C’est le métier de Shelly BOND, dont les titres m’ont accompagné tout au long de mon voyage, depuis ses débuts à Vertigo jusqu’à son travail sur THE INVISIBLES, de Grant MORRISON, qui paraissait à l’époque à j’étais en stage chez DC. Les oeuvres que supervisait Shelly étaient osées, sexy, et parfois magnifiquement foutraques, pleines de portes ouvertes sur des ados fugueurs, la brit pop ou des théories complotistes, et elles débordaient toutes de partis-pris visuels affirmés. C’est lors de notre première rencontre à New York, alors que je venais de finir Umbrella Academy : La Suite apocalyptique, que nous avons planté les graines de Doom Patrol puis, une petite année plus tard, je lui envoyais les premières pages de mon scénario depuis une chambre d’hôtel au Brésil. Même si ce n’est pas cette version-ci qui finirait par voir le jour, la machine était lancée, et une partie de l’énergie (ainsi qu’une ambulance) que j’avais mise dans ces quelques pages persisterait dans ce que je publie maintenant en compagnie de Nick DERINGTON. Après un festival de comics au Brésil (encore et toujours le Brésil) passé en compagnie de Dan DiDIO et moi-même, Jim LEE a eu l’idée de créer une nouvelle collection. Nous avions beaucoup discuté, j’avais continué à réfléchir à la question après notre retour à Los Angeles, et il était devenu évident que nos idées allaient bien au-delà de DOOM PATROL : nous étions décidés à ramener les personnages de DC dans les marges. Vertigo était devenu une fantastique collection de créations d’auteurs, mais les personnages les plus bizarres de DC n’avaient plus nulle part où s’épanouir. Et c’est lors d’une réunion cruciale dans les nouveaux locaux de DC à Burbank que Young Animal a trouvé son nom et que nous nous sommes mis au boulot.

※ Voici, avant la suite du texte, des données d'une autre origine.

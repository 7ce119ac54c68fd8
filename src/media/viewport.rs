//! Viewport platform - media queries evaluated against a reactive viewport.
//!
//! The viewport size is held in a signal so layout deriveds can track it
//! like any other root state. Changing it re-evaluates only the watches
//! whose queries read a feature that actually changed, then notifies their
//! listeners synchronously.
//!
//! Notification order within one resize: watches that became active are
//! notified before watches that became inactive, so listeners observe
//! a superset of the final active set during the hand-off rather than
//! an empty one.
//!
//! # Example
//!
//! ```ignore
//! use spark_responsive::media::{ViewportPlatform, Viewport};
//!
//! let platform = ViewportPlatform::new(Viewport::new(1024.0, 768.0));
//! let watch = platform.watch("(min-width: 960px)")?;
//! assert!(watch.matches());
//!
//! platform.set_viewport(Viewport::new(800.0, 600.0));
//! assert!(!watch.matches());
//! ```

use std::cell::{Cell, RefCell};
use std::rc::{Rc, Weak};

use serde::{Deserialize, Serialize};
use spark_signals::{signal, Signal};

use crate::error::{ResponsiveError, Result};

use super::platform::{ListenerId, ListenerList, MediaPlatform, QueryListener, QueryWatch};
use super::query::{MediaQuery, QueryFeatures};

// =============================================================================
// VIEWPORT
// =============================================================================

/// Viewport orientation. Square viewports count as portrait.
#[derive(Clone, Copy, Debug, PartialEq, Eq, Hash, Serialize, Deserialize)]
#[serde(rename_all = "lowercase")]
pub enum Orientation {
    Portrait,
    Landscape,
}

/// Viewport size in CSS pixels.
#[derive(Clone, Copy, Debug, PartialEq, Default)]
pub struct Viewport {
    pub width: f32,
    pub height: f32,
}

impl Viewport {
    pub fn new(width: f32, height: f32) -> Self {
        Self { width, height }
    }

    /// Terminal cells scaled to pixels.
    pub fn from_cells(columns: u16, rows: u16, config: &ViewportConfig) -> Self {
        Self {
            width: f32::from(columns) * config.cell_width,
            height: f32::from(rows) * config.cell_height,
        }
    }

    pub fn orientation(&self) -> Orientation {
        if self.height >= self.width {
            Orientation::Portrait
        } else {
            Orientation::Landscape
        }
    }

    /// Features that differ between two viewports.
    pub fn changed_features(&self, other: &Viewport) -> QueryFeatures {
        let mut changed = QueryFeatures::empty();
        if self.width != other.width {
            changed |= QueryFeatures::WIDTH;
        }
        if self.height != other.height {
            changed |= QueryFeatures::HEIGHT;
        }
        if self.orientation() != other.orientation() {
            changed |= QueryFeatures::ORIENTATION;
        }
        changed
    }
}

/// Cell-to-pixel scale used when the viewport is a terminal.
#[derive(Clone, Copy, Debug, PartialEq, Serialize, Deserialize)]
pub struct ViewportConfig {
    /// Pixels per terminal column.
    pub cell_width: f32,
    /// Pixels per terminal row.
    pub cell_height: f32,
}

impl Default for ViewportConfig {
    fn default() -> Self {
        Self {
            cell_width: 8.0,
            cell_height: 16.0,
        }
    }
}

// =============================================================================
// WATCH
// =============================================================================

struct ViewportWatch {
    query: MediaQuery,
    features: QueryFeatures,
    matches: Cell<bool>,
    listeners: ListenerList,
}

impl QueryWatch for ViewportWatch {
    fn query(&self) -> &str {
        self.query.source()
    }

    fn matches(&self) -> bool {
        self.matches.get()
    }

    fn add_listener(&self, listener: QueryListener) -> ListenerId {
        self.listeners.add(listener)
    }

    fn remove_listener(&self, id: ListenerId) {
        self.listeners.remove(id);
    }

    fn listener_count(&self) -> usize {
        self.listeners.len()
    }
}

// =============================================================================
// PLATFORM
// =============================================================================

/// A [`MediaPlatform`] backed by a viewport signal.
///
/// Cloning shares the same viewport and watch set.
#[derive(Clone)]
pub struct ViewportPlatform {
    viewport: Signal<Viewport>,
    watches: Rc<RefCell<Vec<Weak<ViewportWatch>>>>,
    config: ViewportConfig,
}

impl ViewportPlatform {
    pub fn new(viewport: Viewport) -> Self {
        Self {
            viewport: signal(viewport),
            watches: Rc::new(RefCell::new(Vec::new())),
            config: ViewportConfig::default(),
        }
    }

    /// Use a custom cell scale for terminal detection.
    pub fn with_config(mut self, config: ViewportConfig) -> Self {
        self.config = config;
        self
    }

    pub fn config(&self) -> ViewportConfig {
        self.config
    }

    /// Current viewport.
    pub fn viewport(&self) -> Viewport {
        self.viewport.get()
    }

    /// The viewport signal, for reactive tracking.
    pub fn viewport_signal(&self) -> Signal<Viewport> {
        self.viewport.clone()
    }

    /// Number of watches still alive.
    pub fn live_watch_count(&self) -> usize {
        self.watches
            .borrow()
            .iter()
            .filter(|watch| watch.strong_count() > 0)
            .count()
    }

    /// Resize the viewport and notify affected watches.
    pub fn set_viewport(&self, viewport: Viewport) {
        let previous = self.viewport.get();
        if previous == viewport {
            return;
        }
        self.viewport.set(viewport);

        let changed = previous.changed_features(&viewport);
        let mut activated = Vec::new();
        let mut deactivated = Vec::new();
        {
            let mut watches = self.watches.borrow_mut();
            watches.retain(|watch| watch.strong_count() > 0);
            for watch in watches.iter().filter_map(Weak::upgrade) {
                if !watch.features.intersects(changed) {
                    continue;
                }
                let matches = watch.query.matches(&viewport);
                if matches == watch.matches.get() {
                    continue;
                }
                watch.matches.set(matches);
                if matches {
                    activated.push(watch);
                } else {
                    deactivated.push(watch);
                }
            }
        }

        tracing::trace!(
            width = viewport.width,
            height = viewport.height,
            activated = activated.len(),
            deactivated = deactivated.len(),
            "viewport changed"
        );

        for watch in activated {
            watch.listeners.notify(true);
        }
        for watch in deactivated {
            watch.listeners.notify(false);
        }
    }

    /// Resize from terminal dimensions.
    pub fn set_terminal_size(&self, columns: u16, rows: u16) {
        self.set_viewport(Viewport::from_cells(columns, rows, &self.config));
    }

    /// Detect the real terminal size. Returns false when it cannot be queried.
    pub fn detect_terminal_size(&self) -> bool {
        match crossterm::terminal::size() {
            Ok((columns, rows)) => {
                self.set_terminal_size(columns, rows);
                true
            }
            Err(err) => {
                tracing::debug!(error = %err, "terminal size unavailable");
                false
            }
        }
    }

    /// Feed a terminal event; resize events update the viewport.
    ///
    /// Returns true if the event was a resize.
    pub fn handle_event(&self, event: &crossterm::event::Event) -> bool {
        match *event {
            crossterm::event::Event::Resize(columns, rows) => {
                self.set_terminal_size(columns, rows);
                true
            }
            _ => false,
        }
    }
}

fn parse_query(query: &str) -> Result<MediaQuery> {
    MediaQuery::parse(query).map_err(|reason| ResponsiveError::InvalidMediaQuery {
        query: query.to_string(),
        reason,
    })
}

impl MediaPlatform for ViewportPlatform {
    fn watch(&self, query: &str) -> Result<Rc<dyn QueryWatch>> {
        let parsed = parse_query(query)?;
        let watch = Rc::new(ViewportWatch {
            features: parsed.features(),
            matches: Cell::new(parsed.matches(&self.viewport.get())),
            query: parsed,
            listeners: ListenerList::new(),
        });

        let mut watches = self.watches.borrow_mut();
        watches.retain(|watch| watch.strong_count() > 0);
        watches.push(Rc::downgrade(&watch));
        Ok(watch)
    }

    fn matches(&self, query: &str) -> Result<bool> {
        Ok(parse_query(query)?.matches(&self.viewport.get()))
    }
}
//! Media - Query watching and breakpoint activation streams.
//!
//! ```text
//! MediaPlatform (watch per query) → MediaMonitor (per-alias events) → listeners
//! ```
//!
//! - [`platform`] - the watch primitive the monitor builds on
//! - [`ViewportPlatform`] - queries evaluated against a reactive viewport
//! - [`MediaMonitor`] - shared, reference-counted watches and subscriptions
//! - [`query`] - media query parsing and evaluation

mod monitor;
pub mod platform;
pub mod query;
mod viewport;

#[cfg(test)]
pub(crate) mod testing;

pub use monitor::{MediaChange, MediaListener, MediaMonitor, Subscription};
pub use platform::{ListenerId, ListenerList, MediaPlatform, QueryListener, QueryWatch};
pub use query::{MediaQuery, QueryFeatures};
pub use viewport::{Orientation, Viewport, ViewportConfig, ViewportPlatform};
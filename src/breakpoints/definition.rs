//! Breakpoint definitions.

use serde::{Deserialize, Serialize};

/// A named viewport condition bound to a media query.
///
/// Higher `priority` wins when several breakpoints are active at once.
/// `gt-*` and `lt-*` ranges routinely overlap the base sizes, so the
/// priority is the only tie-break the resolver uses.
#[derive(Debug, Clone, PartialEq, Eq, Hash, Serialize, Deserialize)]
pub struct BreakpointDefinition {
    /// Unique alias, e.g. `"xs"`, `"gt-md"`, `"handset.portrait"`.
    pub alias: String,
    /// Raw media query text handed to the platform.
    pub media_query: String,
    /// Resolution priority. Unique within a registry.
    pub priority: i32,
    /// Suffix appended to a logical input key, e.g. `"GtMd"`.
    pub suffix: String,
}

impl BreakpointDefinition {
    /// Create a definition whose suffix is derived from the alias.
    pub fn new(alias: impl Into<String>, media_query: impl Into<String>, priority: i32) -> Self {
        let alias = alias.into();
        let suffix = suffix_for_alias(&alias);
        Self {
            alias,
            media_query: media_query.into(),
            priority,
            suffix,
        }
    }

    /// Override the derived suffix.
    pub fn with_suffix(mut self, suffix: impl Into<String>) -> Self {
        self.suffix = suffix.into();
        self
    }

    /// Cache key for `prefix` at this breakpoint (`"class"` + `"GtMd"`).
    pub fn key_for(&self, prefix: &str) -> String {
        format!("{prefix}{}", self.suffix)
    }
}

/// Camel-case an alias into its input-key suffix.
///
/// `"gt-md"` becomes `"GtMd"`, `"handset.portrait"` becomes `"HandsetPortrait"`.
pub fn suffix_for_alias(alias: &str) -> String {
    alias
        .split(['-', '.'])
        .filter(|part| !part.is_empty())
        .map(|part| {
            let mut chars = part.chars();
            match chars.next() {
                Some(first) => first.to_uppercase().chain(chars.flat_map(char::to_lowercase)).collect(),
                None => String::new(),
            }
        })
        .collect()
}

#[cfg(test)]
mod tests {
    use super::*;

    #[test]
    fn test_suffix_derivation() {
        assert_eq!(suffix_for_alias("xs"), "Xs");
        assert_eq!(suffix_for_alias("gt-md"), "GtMd");
        assert_eq!(suffix_for_alias("lt-xl"), "LtXl");
        assert_eq!(suffix_for_alias("handset.portrait"), "HandsetPortrait");
        assert_eq!(suffix_for_alias("web"), "Web");
    }

    #[test]
    fn test_key_for() {
        let bp = BreakpointDefinition::new("gt-md", "(min-width: 1280px)", 3);
        assert_eq!(bp.key_for("class"), "classGtMd");
        assert_eq!(bp.key_for("wrap"), "wrapGtMd");
    }

    #[test]
    fn test_suffix_override() {
        let bp = BreakpointDefinition::new("phone", "(max-width: 400px)", 9).with_suffix("Mobile");
        assert_eq!(bp.key_for("class"), "classMobile");
    }
}
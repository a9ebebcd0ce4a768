//! Modifier sets and key codes for global shortcuts
//!
//! Key codes use the virtual-key numbering (letters and digits map to their
//! ASCII upper-case values), which backends translate to their host's codes.

use std::fmt;
use std::str::FromStr;

/// Set of modifier keys that must be held for a shortcut to fire
#[derive(Debug, Clone, Copy, Default, PartialEq, Eq, Hash)]
pub struct Modifiers {
    /// Control key is held
    pub control: bool,
    /// Alt/Option key is held
    pub alt: bool,
    /// Shift key is held
    pub shift: bool,
    /// Windows/Command/Super key is held
    pub win: bool,
}

impl Modifiers {
    pub const NONE: Modifiers = Modifiers {
        control: false,
        alt: false,
        shift: false,
        win: false,
    };
    pub const CTRL: Modifiers = Modifiers {
        control: true,
        ..Modifiers::NONE
    };
    pub const ALT: Modifiers = Modifiers {
        alt: true,
        ..Modifiers::NONE
    };
    pub const SHIFT: Modifiers = Modifiers {
        shift: true,
        ..Modifiers::NONE
    };
    pub const WIN: Modifiers = Modifiers {
        win: true,
        ..Modifiers::NONE
    };

    /// Combine two modifier sets
    pub const fn union(self, other: Modifiers) -> Modifiers {
        Modifiers {
            control: self.control || other.control,
            alt: self.alt || other.alt,
            shift: self.shift || other.shift,
            win: self.win || other.win,
        }
    }

    /// Check if no modifier is part of the set
    pub fn is_empty(&self) -> bool {
        !self.control && !self.alt && !self.shift && !self.win
    }
}

impl std::ops::BitOr for Modifiers {
    type Output = Modifiers;

    fn bitor(self, rhs: Modifiers) -> Modifiers {
        self.union(rhs)
    }
}

impl fmt::Display for Modifiers {
    fn fmt(&self, f: &mut fmt::Formatter<'_>) -> fmt::Result {
        let mut parts = Vec::with_capacity(4);
        if self.control {
            parts.push("Ctrl");
        }
        if self.alt {
            parts.push("Alt");
        }
        if self.shift {
            parts.push("Shift");
        }
        if self.win {
            parts.push("Win");
        }
        write!(f, "{}", parts.join("+"))
    }
}

/// A single non-modifier key, in virtual-key numbering
#[derive(Debug, Clone, Copy, PartialEq, Eq, Hash)]
pub struct KeyCode(pub u32);

impl KeyCode {
    pub const BACKSPACE: KeyCode = KeyCode(0x08);
    pub const TAB: KeyCode = KeyCode(0x09);
    pub const ENTER: KeyCode = KeyCode(0x0D);
    pub const ESCAPE: KeyCode = KeyCode(0x1B);
    pub const SPACE: KeyCode = KeyCode(0x20);
    pub const PAGE_UP: KeyCode = KeyCode(0x21);
    pub const PAGE_DOWN: KeyCode = KeyCode(0x22);
    pub const END: KeyCode = KeyCode(0x23);
    pub const HOME: KeyCode = KeyCode(0x24);
    pub const LEFT: KeyCode = KeyCode(0x25);
    pub const UP: KeyCode = KeyCode(0x26);
    pub const RIGHT: KeyCode = KeyCode(0x27);
    pub const DOWN: KeyCode = KeyCode(0x28);
    pub const INSERT: KeyCode = KeyCode(0x2D);
    pub const DELETE: KeyCode = KeyCode(0x2E);
    pub const F1: KeyCode = KeyCode(0x70);
    pub const BACKQUOTE: KeyCode = KeyCode(0xC0);

    /// Key code for an ASCII letter or digit
    pub fn from_char(c: char) -> Option<KeyCode> {
        let c = c.to_ascii_uppercase();
        if c.is_ascii_uppercase() || c.is_ascii_digit() {
            Some(KeyCode(c as u32))
        } else if c == '`' {
            Some(KeyCode::BACKQUOTE)
        } else {
            None
        }
    }

    /// Function key `F<n>` for n in 1..=24
    pub fn function(n: u32) -> Option<KeyCode> {
        (1..=24)
            .contains(&n)
            .then(|| KeyCode(KeyCode::F1.0 + n - 1))
    }

    /// The letter or digit this code stands for, if any
    pub fn as_char(&self) -> Option<char> {
        char::from_u32(self.0).filter(|c| c.is_ascii_uppercase() || c.is_ascii_digit())
    }

    fn name(&self) -> Option<&'static str> {
        let name = match *self {
            KeyCode::BACKSPACE => "Backspace",
            KeyCode::TAB => "Tab",
            KeyCode::ENTER => "Enter",
            KeyCode::ESCAPE => "Escape",
            KeyCode::SPACE => "Space",
            KeyCode::PAGE_UP => "PageUp",
            KeyCode::PAGE_DOWN => "PageDown",
            KeyCode::END => "End",
            KeyCode::HOME => "Home",
            KeyCode::LEFT => "Left",
            KeyCode::UP => "Up",
            KeyCode::RIGHT => "Right",
            KeyCode::DOWN => "Down",
            KeyCode::INSERT => "Insert",
            KeyCode::DELETE => "Delete",
            KeyCode::BACKQUOTE => "`",
            _ => return None,
        };
        Some(name)
    }
}

impl fmt::Display for KeyCode {
    fn fmt(&self, f: &mut fmt::Formatter<'_>) -> fmt::Result {
        if let Some(c) = self.as_char() {
            return write!(f, "{}", c);
        }
        if let Some(name) = self.name() {
            return write!(f, "{}", name);
        }
        if (KeyCode::F1.0..KeyCode::F1.0 + 24).contains(&self.0) {
            return write!(f, "F{}", self.0 - KeyCode::F1.0 + 1);
        }
        write!(f, "0x{:02X}", self.0)
    }
}

impl FromStr for KeyCode {
    type Err = KeyParseError;

    fn from_str(s: &str) -> Result<Self, Self::Err> {
        let trimmed = s.trim();
        let mut chars = trimmed.chars();
        if let (Some(c), None) = (chars.next(), chars.next()) {
            return KeyCode::from_char(c).ok_or_else(|| KeyParseError::UnknownKey(s.to_string()));
        }

        let lower = trimmed.to_ascii_lowercase();
        let key = match lower.as_str() {
            "backspace" => KeyCode::BACKSPACE,
            "tab" => KeyCode::TAB,
            "enter" | "return" => KeyCode::ENTER,
            "esc" | "escape" => KeyCode::ESCAPE,
            "space" => KeyCode::SPACE,
            "pageup" => KeyCode::PAGE_UP,
            "pagedown" => KeyCode::PAGE_DOWN,
            "end" => KeyCode::END,
            "home" => KeyCode::HOME,
            "left" => KeyCode::LEFT,
            "up" => KeyCode::UP,
            "right" => KeyCode::RIGHT,
            "down" => KeyCode::DOWN,
            "insert" => KeyCode::INSERT,
            "delete" | "del" => KeyCode::DELETE,
            "backquote" | "grave" => KeyCode::BACKQUOTE,
            other => other
                .strip_prefix('f')
                .and_then(|n| n.parse::<u32>().ok())
                .and_then(KeyCode::function)
                .ok_or_else(|| KeyParseError::UnknownKey(s.to_string()))?,
        };
        Ok(key)
    }
}

/// A parsed `Modifier+...+Key` combination
#[derive(Debug, Clone, Copy, PartialEq, Eq, Hash)]
pub struct KeyCombo {
    pub modifiers: Modifiers,
    pub key: KeyCode,
}

impl fmt::Display for KeyCombo {
    fn fmt(&self, f: &mut fmt::Formatter<'_>) -> fmt::Result {
        if self.modifiers.is_empty() {
            write!(f, "{}", self.key)
        } else {
            write!(f, "{}+{}", self.modifiers, self.key)
        }
    }
}

impl FromStr for KeyCombo {
    type Err = KeyParseError;

    /// Parse strings such as `"Alt+R"` or `"ctrl + shift + F5"`
    fn from_str(s: &str) -> Result<Self, Self::Err> {
        let parts: Vec<&str> = s.split('+').map(str::trim).collect();
        let (key_part, modifier_parts) = match parts.split_last() {
            Some((key, mods)) if !key.is_empty() => (*key, mods),
            _ => return Err(KeyParseError::MissingKey(s.to_string())),
        };

        let mut modifiers = Modifiers::NONE;
        for part in modifier_parts {
            let modifier = match part.to_ascii_lowercase().as_str() {
                "ctrl" | "control" => Modifiers::CTRL,
                "alt" | "option" => Modifiers::ALT,
                "shift" => Modifiers::SHIFT,
                "win" | "super" | "cmd" | "command" | "meta" => Modifiers::WIN,
                _ => return Err(KeyParseError::UnknownModifier(part.to_string())),
            };
            modifiers = modifiers | modifier;
        }

        Ok(KeyCombo {
            modifiers,
            key: key_part.parse()?,
        })
    }
}

/// Errors from parsing textual key combinations
#[derive(Debug, Clone, PartialEq, Eq, thiserror::Error)]
pub enum KeyParseError {
    #[error("unknown key: {0:?}")]
    UnknownKey(String),

    #[error("unknown modifier: {0:?}")]
    UnknownModifier(String),

    #[error("no key in combination: {0:?}")]
    MissingKey(String),
}

#[cfg(test)]
mod tests {
    use super::*;

    #[test]
    fn test_empty_modifiers() {
        assert!(Modifiers::default().is_empty());
        assert!(!Modifiers::ALT.is_empty());
    }

    #[test]
    fn test_modifier_union() {
        let mods = Modifiers::CTRL | Modifiers::ALT;
        assert!(mods.control);
        assert!(mods.alt);
        assert!(!mods.shift);
        assert!(!mods.win);
        assert_eq!(mods.to_string(), "Ctrl+Alt");
    }

    #[test]
    fn test_letter_keys_use_ascii_codes() {
        assert_eq!(KeyCode::from_char('r'), Some(KeyCode(0x52)));
        assert_eq!(KeyCode::from_char('B'), Some(KeyCode(0x42)));
        assert_eq!(KeyCode::from_char('7'), Some(KeyCode(0x37)));
        assert_eq!(KeyCode::from_char('-'), None);
    }

    #[test]
    fn test_function_key_range() {
        assert_eq!(KeyCode::function(1), Some(KeyCode::F1));
        assert_eq!(KeyCode::function(24), Some(KeyCode(0x87)));
        assert_eq!(KeyCode::function(0), None);
        assert_eq!(KeyCode::function(25), None);
        assert_eq!(KeyCode::function(12).map(|k| k.to_string()), Some("F12".to_string()));
    }

    #[test]
    fn test_parse_simple_combo() {
        let combo: KeyCombo = "Alt+R".parse().unwrap();
        assert_eq!(combo.modifiers, Modifiers::ALT);
        assert_eq!(combo.key, KeyCode(0x52));
    }

    #[test]
    fn test_parse_is_case_and_space_insensitive() {
        let combo: KeyCombo = "ctrl + ALT + b".parse().unwrap();
        assert_eq!(combo.modifiers, Modifiers::CTRL | Modifiers::ALT);
        assert_eq!(combo.key, KeyCode(0x42));
        assert_eq!(combo.to_string(), "Ctrl+Alt+B");
    }

    #[test]
    fn test_parse_named_keys() {
        let combo: KeyCombo = "Super+Shift+F5".parse().unwrap();
        assert_eq!(combo.modifiers, Modifiers::WIN | Modifiers::SHIFT);
        assert_eq!(combo.key, KeyCode::function(5).unwrap());

        let combo: KeyCombo = "Escape".parse().unwrap();
        assert!(combo.modifiers.is_empty());
        assert_eq!(combo.key, KeyCode::ESCAPE);
    }

    #[test]
    fn test_parse_errors() {
        assert_eq!(
            "Hyper+R".parse::<KeyCombo>(),
            Err(KeyParseError::UnknownModifier("Hyper".to_string()))
        );
        assert!(matches!(
            "Alt+".parse::<KeyCombo>(),
            Err(KeyParseError::MissingKey(_))
        ));
        assert!(matches!(
            "Alt+Banana".parse::<KeyCombo>(),
            Err(KeyParseError::UnknownKey(_))
        ));
    }
}
//! Hotkey module for global keyboard shortcuts
//!
//! Bindings are registered with a host backend and a listener blocks on
//! the backend's notification queue:
//! - Windows: `RegisterHotKey` and the thread message queue
//! - macOS: CGEventTap (requires Accessibility permission)
//! - anywhere: the in-process [`VirtualHost`]

mod backend;
mod binding;
mod error;
mod keys;
mod listener;
mod virtual_host;

#[cfg(target_os = "macos")]
mod macos;

#[cfg(target_os = "windows")]
mod windows;

pub use backend::{HotkeyBackend, Notification, Wakeup};
pub use binding::{BindingAllocator, BindingId, HotkeyBinding};
pub use error::{
    BackendError, DeregistrationWarning, ListenerError, RegistrationCause, RegistrationError,
};
pub use keys::{KeyCode, KeyCombo, KeyParseError, Modifiers};
pub use listener::{HotkeyListener, RunOutcome, StopHandle};
pub use virtual_host::{VirtualBackend, VirtualHost};

#[cfg(target_os = "macos")]
pub use macos::MacosBackend;

#[cfg(target_os = "windows")]
pub use windows::WindowsBackend;

/// Create the host backend for the calling thread
///
/// Must be called on the thread that will run the listener, since hotkey
/// notifications are delivered to the registering thread.
pub fn platform_backend() -> Result<Box<dyn HotkeyBackend>, BackendError> {
    #[cfg(target_os = "windows")]
    {
        Ok(Box::new(windows::WindowsBackend::new()))
    }

    #[cfg(target_os = "macos")]
    {
        Ok(Box::new(macos::MacosBackend::new()))
    }

    #[cfg(not(any(target_os = "windows", target_os = "macos")))]
    {
        Err(BackendError::Unsupported(
            "global hotkeys are not available on this platform".to_string(),
        ))
    }
}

Je me suis plongé dans une encyclopédie de DC et je me suis procuré l’intégralité des fiches personnages de l’éditeur, pour y dénicher tout ce qu’elles contenaient de plus bizarre et de plus profondément enfoui et oublié. Les idées affluaient, de plus en plus absurdes, et certaines d’entre elles se retrouvaient couchées sur le papier et soumises à Dan —qui prenait lui aussi une joie sans borne à fouiller le passé pour en tirer des concepts nouveaux—, et auquel je n’arrêtais pas d’envoyer des messages. C’est grâce à son ambition, à son soutien et sa confiance, ainsi qu’à ceux de Jim LEE, qui était tout autant déterminé à proposer de l’audacieux et de l’inédit, que Young Animal a vu le jour. Quand ils m’ont demandé avec qui je voulais travailler, je n’ai pas eu à réfléchir bien longtemps : c’était ma chance de collaborer avec Shelly BOND. Et, avec l’aide de l’éditrice associée Molly MAHAN, nous avons tracé les contours de la collection au cours de bœufs où nous alignions et effacions sans relâche des notes et propositions sur un tableau blanc, sous les encouragements de Dan et Jim, que nous mettions au courant de nos avancées toutes les semaines. Au bout de quatre mois, notre projet commençait à ressembler à quelque chose. Comics pour humains dangereux Franchement, c’est un peu dur à expliquer. Il n’est évidemment pas question des gens qui sont physiquement dangereux, mais plutôt de ceux dont les pensées sont intrépides. Ceux qui aspirent à plus, ceux qui ne sont jamais satisfais, ceux qui sont de dangereux humains. Et les humains dangereux créent des choses.
Il nous appartient de tracer les nouvelles marges, de redéfinir le bizarre. Le passé peut nous servir de boussole, et nous sommes libres d’y adhérer, mais il y a toujours un moment où il faut arrêter de suivre le manuel pour commencer à cogner des trucs les uns contre les autres, parce que c’est la seule manière de bâtir quelque chose qui n’a jamais été construit. Ces histoires ne sont pas là que pour vous divertir, elles sont là pour vous encourager à créer vos propres comics, à écrire vos propres livres, à jouer votre propre musique ou à vous mettre à sculpter votre purée de pommes de terre. À produire de l’art par vous-mêmes. C’est l’essence de Young Animal : l’art du comics, l’art de la transformation, de la découverte de soi, du développement de soi… Ce sont les thèmes qui peuplent les pages de cette collection. Pendant l’écriture du premier chapitre de DOOM PATROL, j’ai moi-même vécu une nouvelle transformation, comme des années plus tôt, lorsque j’avais ouvert un comics pour la première fois et monté le son de mon walkman.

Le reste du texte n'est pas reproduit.